Fred Thompson says he's no churchgoer

I don't know what to say about this Bloomberg story:

Sept. 11 (Bloomberg) -- Republican presidential contender Fred Thompson, who has based his campaign on appealing to conservative voters, said he isn't a regular churchgoer and doesn't plan to speak about his religion on the stump.

Thompson, in his first campaign stop in South Carolina, told a crowd of about 500 Republicans yesterday that he gained his values from ``sitting around the kitchen table'' with his parents and ``the good Church of Christ.''

Talking to reporters later, Thompson, a former Tennessee senator, said his church attendance ``varies.''

``I attend church when I'm in Tennessee. I'm in McLean right now,'' he said referring to the Virginia suburb of Washington, D.C., where he lives. ``I don't attend regularly when I'm up there.''

Thompson said he usually attends church when visiting his mother in Tennessee and isn't a member of any church in the Washington area.

Thompson's remarks may not play well with religious voters who represent a sizable segment of the Republican Party and whose support he has been courting, portraying himself as a ``common sense conservative.'' President George W. Bush received 78 percent of the evangelical Christian vote in 2004 while Democrat John Kerry got 21 percent of that vote, according to the Pew Research Center.

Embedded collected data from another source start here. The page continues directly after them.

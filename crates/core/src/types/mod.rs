//! Core types for Newsdesk.
//!
//! This module provides type-safe wrappers for common domain concepts.

pub mod date_range;
pub mod email;
pub mod id;
pub mod role;

pub use date_range::{DateRange, DateRangeError};
pub use email::{Email, EmailError};
pub use id::*;
pub use role::{AccountRole, RoleError};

I don't know what to say here about the poor GOP choices that the Religious Right is stuck with. For the top Republican presidential candidates, they have a choice between one Mormon, one pro-abortion New York mayor, one pandering-self-serving hypocritical senator, and one non-churchgoing former actor. And the one, true religious conservative, Senator Sam Brownback, is sitting at seventh place in the GOP presidential polls.